Update, 9:10 a.m. Tuesday: The National Weather Service says its forecast of rain still appears to be on track, with chances of rain increasing during the day Wednesday and precipitation expected Wednesday night and early Thursday. But don't expect a gully washer or a frog choker. The NWS Bay Area office in Monterey says weather models suggest that higher elevations in northern Sonoma County — locations like Cazadero that can see several inches of rain in a day during the kinds of winter storms we might see in a wet winter — might get an inch of rain out of the approaching storm. To the south, we're looking at a quarter-inch or less. Not much more than would wet the bottom of a rain gauge, but we'll take it.
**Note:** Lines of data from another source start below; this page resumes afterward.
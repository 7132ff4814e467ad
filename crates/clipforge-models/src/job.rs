//! Job records and the pipeline state machine.

use chrono::{DateTime, Utc};
use schemars::JsonSchema;
use serde::{Deserialize, Serialize};
use std::collections::BTreeMap;
use std::fmt;
use uuid::Uuid;

use crate::{Clip, ClipArtifact, ClipFailure, SourceVideo};

/// Unique identifier for a job.
#[derive(Debug, Clone, PartialEq, Eq, Hash, PartialOrd, Ord, Serialize, Deserialize, JsonSchema)]
#[serde(transparent)]
pub struct JobId(pub String);

impl JobId {
    /// Generate a new random job ID.
    pub fn new() -> Self {
        Self(Uuid::new_v4().to_string())
    }

    /// Create from an existing string.
    pub fn from_string(s: impl Into<String>) -> Self {
        Self(s.into())
    }

    /// Get the inner string.
    pub fn as_str(&self) -> &str {
        &self.0
    }
}

impl Default for JobId {
    fn default() -> Self {
        Self::new()
    }
}

impl fmt::Display for JobId {
    fn fmt(&self, f: &mut fmt::Formatter<'_>) -> fmt::Result {
        write!(f, "{}", self.0)
    }
}

/// Pipeline stage for a job.
///
/// Shared stages run sequentially; `ClipProcessing` fans out per-clip work.
#[derive(
    Debug, Clone, Copy, PartialEq, Eq, Hash, PartialOrd, Ord, Serialize, Deserialize, JsonSchema,
)]
#[serde(rename_all = "snake_case")]
pub enum JobStage {
    Ingesting,
    Transcribing,
    Scoring,
    Detecting,
    Refining,
    ClipProcessing,
    Finalized,
    Failed,
    Cancelled,
}

impl JobStage {
    /// The next stage in the happy path, if any.
    pub fn next(&self) -> Option<JobStage> {
        match self {
            JobStage::Ingesting => Some(JobStage::Transcribing),
            JobStage::Transcribing => Some(JobStage::Scoring),
            JobStage::Scoring => Some(JobStage::Detecting),
            JobStage::Detecting => Some(JobStage::Refining),
            JobStage::Refining => Some(JobStage::ClipProcessing),
            JobStage::ClipProcessing => Some(JobStage::Finalized),
            JobStage::Finalized | JobStage::Failed | JobStage::Cancelled => None,
        }
    }

    /// Whether the stage is terminal.
    pub fn is_terminal(&self) -> bool {
        matches!(
            self,
            JobStage::Finalized | JobStage::Failed | JobStage::Cancelled
        )
    }

    /// All non-terminal stages in pipeline order.
    pub fn pipeline() -> &'static [JobStage] {
        &[
            JobStage::Ingesting,
            JobStage::Transcribing,
            JobStage::Scoring,
            JobStage::Detecting,
            JobStage::Refining,
            JobStage::ClipProcessing,
        ]
    }

    pub fn as_str(&self) -> &'static str {
        match self {
            JobStage::Ingesting => "ingesting",
            JobStage::Transcribing => "transcribing",
            JobStage::Scoring => "scoring",
            JobStage::Detecting => "detecting",
            JobStage::Refining => "refining",
            JobStage::ClipProcessing => "clip_processing",
            JobStage::Finalized => "finalized",
            JobStage::Failed => "failed",
            JobStage::Cancelled => "cancelled",
        }
    }
}

impl fmt::Display for JobStage {
    fn fmt(&self, f: &mut fmt::Formatter<'_>) -> fmt::Result {
        write!(f, "{}", self.as_str())
    }
}

/// Status of one pipeline stage within a job.
#[derive(Debug, Clone, Copy, PartialEq, Eq, Serialize, Deserialize, JsonSchema, Default)]
#[serde(rename_all = "snake_case")]
pub enum StageStatus {
    /// Stage has not started
    #[default]
    Pending,
    /// Stage is currently running
    Running,
    /// Stage completed successfully
    Complete,
    /// Stage failed
    Failed,
}

/// A job record. Created on submission, mutated only by the orchestrator.
#[derive(Debug, Clone, Serialize, Deserialize, JsonSchema)]
pub struct Job {
    /// Unique job ID
    pub id: JobId,

    /// Source video being processed
    pub video: SourceVideo,

    /// Current stage
    pub stage: JobStage,

    /// Per-stage status
    #[serde(default)]
    pub stage_status: BTreeMap<JobStage, StageStatus>,

    /// Clips produced by the job (populated during ClipProcessing)
    #[serde(default)]
    pub clips: Vec<Clip>,

    /// Per-clip sub-task failures (non-empty on partial success)
    #[serde(default)]
    pub failures: Vec<ClipFailure>,

    /// Error that terminated the job (if failed)
    #[serde(skip_serializing_if = "Option::is_none")]
    pub error: Option<String>,

    /// Creation timestamp
    pub created_at: DateTime<Utc>,

    /// Last update timestamp
    pub updated_at: DateTime<Utc>,
}

impl Job {
    /// Create a new job for a source video.
    pub fn new(video: SourceVideo) -> Self {
        let now = Utc::now();
        let mut stage_status = BTreeMap::new();
        for stage in JobStage::pipeline() {
            stage_status.insert(*stage, StageStatus::Pending);
        }

        Self {
            id: JobId::new(),
            video,
            stage: JobStage::Ingesting,
            stage_status,
            clips: Vec::new(),
            failures: Vec::new(),
            error: None,
            created_at: now,
            updated_at: now,
        }
    }

    /// Mark a stage as running and make it the current stage.
    pub fn begin_stage(&mut self, stage: JobStage) {
        self.stage = stage;
        self.stage_status.insert(stage, StageStatus::Running);
        self.updated_at = Utc::now();
    }

    /// Make `stage` the current stage.
    ///
    /// An already-completed stage keeps its Complete status; a resumed job
    /// revisits completed stages without demoting them to Running.
    pub fn enter_stage(&mut self, stage: JobStage) {
        if self.stage_complete(stage) {
            self.stage = stage;
            self.updated_at = Utc::now();
        } else {
            self.begin_stage(stage);
        }
    }

    /// Mark a stage complete.
    pub fn complete_stage(&mut self, stage: JobStage) {
        self.stage_status.insert(stage, StageStatus::Complete);
        self.updated_at = Utc::now();
    }

    /// Mark the job failed with the triggering error.
    pub fn fail(&mut self, error: impl Into<String>) {
        self.stage_status.insert(self.stage, StageStatus::Failed);
        self.stage = JobStage::Failed;
        self.error = Some(error.into());
        self.updated_at = Utc::now();
    }

    /// Mark the job cancelled.
    pub fn cancel(&mut self) {
        self.stage = JobStage::Cancelled;
        self.updated_at = Utc::now();
    }

    /// Mark the job finalized.
    pub fn finalize(&mut self) {
        self.complete_stage(JobStage::ClipProcessing);
        self.stage = JobStage::Finalized;
        self.updated_at = Utc::now();
    }

    /// Whether the given stage has already completed.
    pub fn stage_complete(&self, stage: JobStage) -> bool {
        self.stage_status.get(&stage) == Some(&StageStatus::Complete)
    }

    /// Build the user-visible status report.
    ///
    /// Clips are ordered by descending emotion score; only usable clips are
    /// exposed as artifacts.
    pub fn status_report(&self) -> JobStatusReport {
        let mut clips: Vec<&Clip> = self.clips.iter().filter(|c| c.is_usable()).collect();
        clips.sort_by(|a, b| {
            b.emotion_score
                .partial_cmp(&a.emotion_score)
                .unwrap_or(std::cmp::Ordering::Equal)
                .then(
                    a.start
                        .partial_cmp(&b.start)
                        .unwrap_or(std::cmp::Ordering::Equal),
                )
        });

        JobStatusReport {
            job_id: self.id.clone(),
            stage: self.stage,
            stage_status: self.stage_status.clone(),
            clips: clips.iter().map(|c| c.to_artifact()).collect(),
            failures: self.failures.clone(),
            error: self.error.clone(),
            updated_at: self.updated_at,
        }
    }
}

/// User-visible job status.
#[derive(Debug, Clone, Serialize, Deserialize, JsonSchema)]
pub struct JobStatusReport {
    /// Job ID
    pub job_id: JobId,
    /// Current stage (terminal once Finalized/Failed/Cancelled)
    pub stage: JobStage,
    /// Per-stage completion flags
    pub stage_status: BTreeMap<JobStage, StageStatus>,
    /// Successful clip artifacts, ordered by descending emotion score
    pub clips: Vec<ClipArtifact>,
    /// Failed clip sub-tasks with reasons
    pub failures: Vec<ClipFailure>,
    /// Triggering error for failed jobs
    #[serde(skip_serializing_if = "Option::is_none")]
    pub error: Option<String>,
    /// Last update timestamp
    pub updated_at: DateTime<Utc>,
}

#[cfg(test)]
mod tests {
    use super::*;

    fn test_video() -> SourceVideo {
        SourceVideo::new(1200.0, 30.0, 1920, 1080, "audio/main")
    }

    #[test]
    fn test_stage_sequence() {
        let mut stage = JobStage::Ingesting;
        let mut seen = vec![stage];
        while let Some(next) = stage.next() {
            stage = next;
            seen.push(stage);
        }
        assert_eq!(stage, JobStage::Finalized);
        assert_eq!(seen.len(), 7);
        assert!(JobStage::Failed.next().is_none());
    }

    #[test]
    fn test_job_stage_transitions() {
        let mut job = Job::new(test_video());
        assert_eq!(job.stage, JobStage::Ingesting);

        job.begin_stage(JobStage::Transcribing);
        assert_eq!(
            job.stage_status[&JobStage::Transcribing],
            StageStatus::Running
        );

        job.complete_stage(JobStage::Transcribing);
        assert!(job.stage_complete(JobStage::Transcribing));
    }

    #[test]
    fn test_enter_stage_keeps_completed_status() {
        let mut job = Job::new(test_video());
        job.begin_stage(JobStage::Transcribing);
        job.complete_stage(JobStage::Transcribing);
        job.stage = JobStage::Ingesting; // stale, as after a crash

        job.enter_stage(JobStage::Transcribing);
        assert_eq!(job.stage, JobStage::Transcribing);
        assert_eq!(
            job.stage_status[&JobStage::Transcribing],
            StageStatus::Complete
        );

        job.enter_stage(JobStage::Scoring);
        assert_eq!(job.stage, JobStage::Scoring);
        assert_eq!(job.stage_status[&JobStage::Scoring], StageStatus::Running);
    }

    #[test]
    fn test_job_failure() {
        let mut job = Job::new(test_video());
        job.begin_stage(JobStage::Scoring);
        job.fail("alignment error");

        assert_eq!(job.stage, JobStage::Failed);
        assert_eq!(job.stage_status[&JobStage::Scoring], StageStatus::Failed);
        assert!(job.stage.is_terminal());
    }

    #[test]
    fn test_status_report_orders_by_score() {
        let mut job = Job::new(test_video());
        let mut low = Clip::new("low", 0.0, 30.0, 0.3);
        low.crop_status = crate::SubTaskStatus::Completed;
        let mut high = Clip::new("high", 60.0, 90.0, 0.9);
        high.crop_status = crate::SubTaskStatus::Completed;
        let pending = Clip::new("pending", 120.0, 150.0, 0.99);

        job.clips = vec![low, high, pending];
        let report = job.status_report();

        // Pending clip is not usable and is excluded
        assert_eq!(report.clips.len(), 2);
        assert_eq!(report.clips[0].title, "high");
        assert_eq!(report.clips[1].title, "low");
    }
}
Original post (Monday afternoon): The National Weather Service is saying that it's looking more and more likely that people in the Bay Area will have an excuse to use their umbrellas before the end of January. Forecasters are tracking a storm that weather models show will break through the "ridiculously resilient ridge" of high pressure that has kept virtually the entire state bone-dry for weeks.

The best opportunity for rain in the immediate Bay Area in the next few days appears to be on Wednesday night and Thursday, when the current forecast says there's a 50 percent chance of rain for San Francisco, with that probability higher to the north and slightly lower to the south of the Bay Area.

The Wednesday/Thursday storm won't be a deluge or a drought-buster. Forecasters say the mountains in northern Sonoma County could see about three-quarters of an inch of rain, with areas around San Francisco Bay getting close to a quarter-inch. The California-Nevada River Forecast Center says the upcoming series of storms could bring about 2 inches of rain to the Lake Shasta watershed and as much as 3 inches to the highlands above Lake Oroville. Those are the state's largest reservoirs, and each currently holds just 54 percent of the water they normally store at this time of year.

A modest dumping of snow is on the way, too. NWS forecasters in Sacramento say that as much as 10 inches may fall on locations at 7,000-feet elevation and above. The Sierra snowpack, which typically stores millions of acre-feet of water and then releases it as the spring and summer progress, is at 12 percent its normal level for this point in the season.